Deux adolescents ont coupé l'oreille de leur victime, un garçon de 15 ans, avec une bouteille de vodka cassée, avant de l'achever. Ils ont reconnu s'être inspiré d'une scène célèbre du film Reservoir Dogs (1992), dans laquelle l'acteur Michael Madsen attache et bâillonne un policier, puis lui coupe l'oreille tout en chantant un air pop célèbre. Selon le procureur, cet acte relève de la préméditation.
Après Tueurs-nés, la trilogie Scream, et plus récemment Gladiator, c'est maintenant Reservoir Dogs qui est montré du doigt. Ce nouveau fait divers relance en effet la polémique sur la responsabilité du cinéma dans les actes de violence commis par les adolescents. Depuis une dizaine d'années, on observe en effet que de plus en plus de meurtres sont commis par des adolescents de plus en plus jeunes, qui copient littéralement des scènes de leurs films fétiches, oubliant le temps d'une pulsion la différence entre fiction et réalité. Doit-on pour autant accuser le septième art d'inciter au meurtre ? Loin des généralités dont la presse fait choux gras, c'est à la justice de trancher, au cas par cas, pour chacune des affaires.

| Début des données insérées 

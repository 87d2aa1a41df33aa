use crate::model::{OptionKey, Question, QuestionId};

/// The recorded outcome of answering one question.
///
/// The correct key is copied from the question at submission time so the
/// record stays self-contained even if the active sequence changes.
#[derive(Debug, Clone, PartialEq, Eq)]
pub struct Submission {
    question_id: QuestionId,
    selected: OptionKey,
    correct: OptionKey,
    is_correct: bool,
}

impl Submission {
    #[must_use]
    pub fn new(question: &Question, selected: OptionKey) -> Self {
        let correct = question.correct().clone();
        let is_correct = selected == correct;
        Self {
            question_id: question.id().clone(),
            selected,
            correct,
            is_correct,
        }
    }

    #[must_use]
    pub fn question_id(&self) -> &QuestionId {
        &self.question_id
    }

    #[must_use]
    pub fn selected(&self) -> &OptionKey {
        &self.selected
    }

    #[must_use]
    pub fn correct(&self) -> &OptionKey {
        &self.correct
    }

    #[must_use]
    pub fn is_correct(&self) -> bool {
        self.is_correct
    }
}
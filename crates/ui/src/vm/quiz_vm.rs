use quiz_core::model::{Difficulty, OptionKey, TopicTag};
use quiz_core::{DifficultyFilter, TopicFilter};
use services::SessionService;

use crate::vm::content_vm::sanitize_math_html;
use crate::vm::time_fmt::format_elapsed;

/// Discrete user action against the quiz session.
///
/// Filter values arrive as the raw strings of the sidebar selects; the vm
/// maps them back onto the typed filters.
#[derive(Clone, Debug, PartialEq, Eq)]
pub enum QuizIntent {
    SelectOption(String),
    Submit,
    Next,
    Previous,
    Reset,
    SetTopic(String),
    SetDifficulty(String),
}

/// One answer choice, ready to render.
#[derive(Clone, Debug, PartialEq, Eq)]
pub struct OptionVm {
    pub key: String,
    pub text_html: String,
    pub selected: bool,
}

/// The displayed question, ready to render.
#[derive(Clone, Debug, PartialEq, Eq)]
pub struct QuestionVm {
    pub serial: String,
    pub text_html: String,
    pub options: Vec<OptionVm>,
}

/// One line of the answer-history panel.
#[derive(Clone, Debug, PartialEq, Eq)]
pub struct HistoryItemVm {
    pub serial: String,
    pub selected: String,
    pub is_correct: bool,
}

/// View model over a `SessionService`: turns intents into mutations and
/// session state into render-ready labels.
#[derive(Debug, Clone)]
pub struct QuizVm {
    service: SessionService,
}

impl QuizVm {
    #[must_use]
    pub fn new(service: SessionService) -> Self {
        Self { service }
    }

    pub fn apply(&mut self, intent: QuizIntent) {
        match intent {
            QuizIntent::SelectOption(raw) => {
                // Keys originate from the rendered option set, so a parse
                // failure here means a stale event; ignore it.
                if let Ok(key) = OptionKey::new(raw) {
                    self.service.select_option(key);
                }
            }
            QuizIntent::Submit => {
                let _ = self.service.submit();
            }
            QuizIntent::Next => {
                let _ = self.service.next();
            }
            QuizIntent::Previous => {
                let _ = self.service.previous();
            }
            QuizIntent::Reset => self.service.reset(),
            QuizIntent::SetTopic(raw) => {
                let filter = if raw == "All" {
                    Some(TopicFilter::All)
                } else {
                    TopicTag::new(raw).ok().map(TopicFilter::Topic)
                };
                if let Some(filter) = filter {
                    self.service.set_topic(filter);
                }
            }
            QuizIntent::SetDifficulty(raw) => {
                let filter = if raw == "All" {
                    Some(DifficultyFilter::All)
                } else {
                    raw.parse::<Difficulty>().ok().map(DifficultyFilter::Level)
                };
                if let Some(filter) = filter {
                    self.service.set_difficulty(filter);
                }
            }
        }
    }

    #[must_use]
    pub fn current(&self) -> Option<QuestionVm> {
        let question = self.service.current_question()?;
        let highlighted = self.service.session().highlighted();
        let options = question
            .options()
            .iter()
            .map(|(key, text)| OptionVm {
                key: key.to_string(),
                text_html: sanitize_math_html(text),
                selected: highlighted == Some(key),
            })
            .collect();

        Some(QuestionVm {
            serial: question.id().to_string(),
            text_html: sanitize_math_html(question.text()),
            options,
        })
    }

    #[must_use]
    pub fn at_first(&self) -> bool {
        self.service.session().at_first()
    }

    #[must_use]
    pub fn at_last(&self) -> bool {
        self.service.session().at_last()
    }

    /// Sidebar select value for the topic filter.
    #[must_use]
    pub fn topic_value(&self) -> String {
        match self.service.topic() {
            TopicFilter::All => "All".to_string(),
            TopicFilter::Topic(topic) => topic.to_string(),
        }
    }

    /// Sidebar select value for the difficulty filter.
    #[must_use]
    pub fn difficulty_value(&self) -> String {
        match self.service.difficulty() {
            DifficultyFilter::All => "All".to_string(),
            DifficultyFilter::Level(level) => level.to_string(),
        }
    }

    /// "attempted/total" over the active sequence.
    #[must_use]
    pub fn attempted_label(&self) -> String {
        let progress = self.service.progress();
        format!("{}/{}", progress.attempted, progress.total)
    }

    /// "position / total" for the navigation footer; `None` when the filtered
    /// sequence is empty.
    #[must_use]
    pub fn position_label(&self) -> Option<String> {
        let progress = self.service.progress();
        (progress.total > 0).then(|| format!("{} / {}", progress.position, progress.total))
    }

    /// Success percentage with one decimal, absent until something is
    /// attempted.
    #[must_use]
    pub fn success_rate_label(&self) -> Option<String> {
        self.service
            .stats()
            .success_rate()
            .map(|rate| format!("{rate:.1}%"))
    }

    #[must_use]
    pub fn elapsed_label(&self) -> String {
        format_elapsed(self.service.elapsed())
    }

    /// Whole seconds since the session started; seeds the ticking timer.
    #[must_use]
    pub fn elapsed_seconds(&self) -> i64 {
        self.service.elapsed().num_seconds().max(0)
    }

    /// Key that changes whenever the timer should restart from zero.
    #[must_use]
    pub fn timer_key(&self) -> String {
        self.service.session().started_at().timestamp().to_string()
    }

    #[must_use]
    pub fn history(&self) -> Vec<HistoryItemVm> {
        self.service
            .session()
            .submissions()
            .iter()
            .map(|submission| HistoryItemVm {
                serial: submission.question_id().to_string(),
                selected: submission.selected().to_string(),
                is_correct: submission.is_correct(),
            })
            .collect()
    }
}
#![forbid(unsafe_code)]

pub mod error;
pub mod filter;
pub mod model;
pub mod session;
pub mod stats;
pub mod time;

pub use error::Error;
pub use filter::{DifficultyFilter, TopicFilter, filter_questions};
pub use session::QuizSession;
pub use stats::SessionStats;
pub use time::Clock;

En 1995, un jeune couple avait tué un employé de magasin, sous l'influence du film Tueurs-nés disait-il. L'an dernier, la Cour suprême des Etats-Unis a refusé de s'opposer au procès qu'ont intenté les parents des victimes à Oliver Stone, bien que le réalisateur ait utilisé comme argument que le film était une fiction, et qu'il était protégé par le premier amendement de la constitution américaine, qui garantit la liberté d'expression de tout citoyen. Le réalisateur devra donc répondre de son oeuvre et de ses conséquences devant un tribunal.
En revanche, Wes Craven, le réalisateur de Scream, ne sera pas inquiété par la justice. Deux américains avaient tenté de tuer la mère de l'un d'eux après avoir vu les deux premiers épisodes de la trilogie Scream. Mais dans cette dernière affaire, le juge n'a pas retenu le film comme ayant directement inspiré l'acte.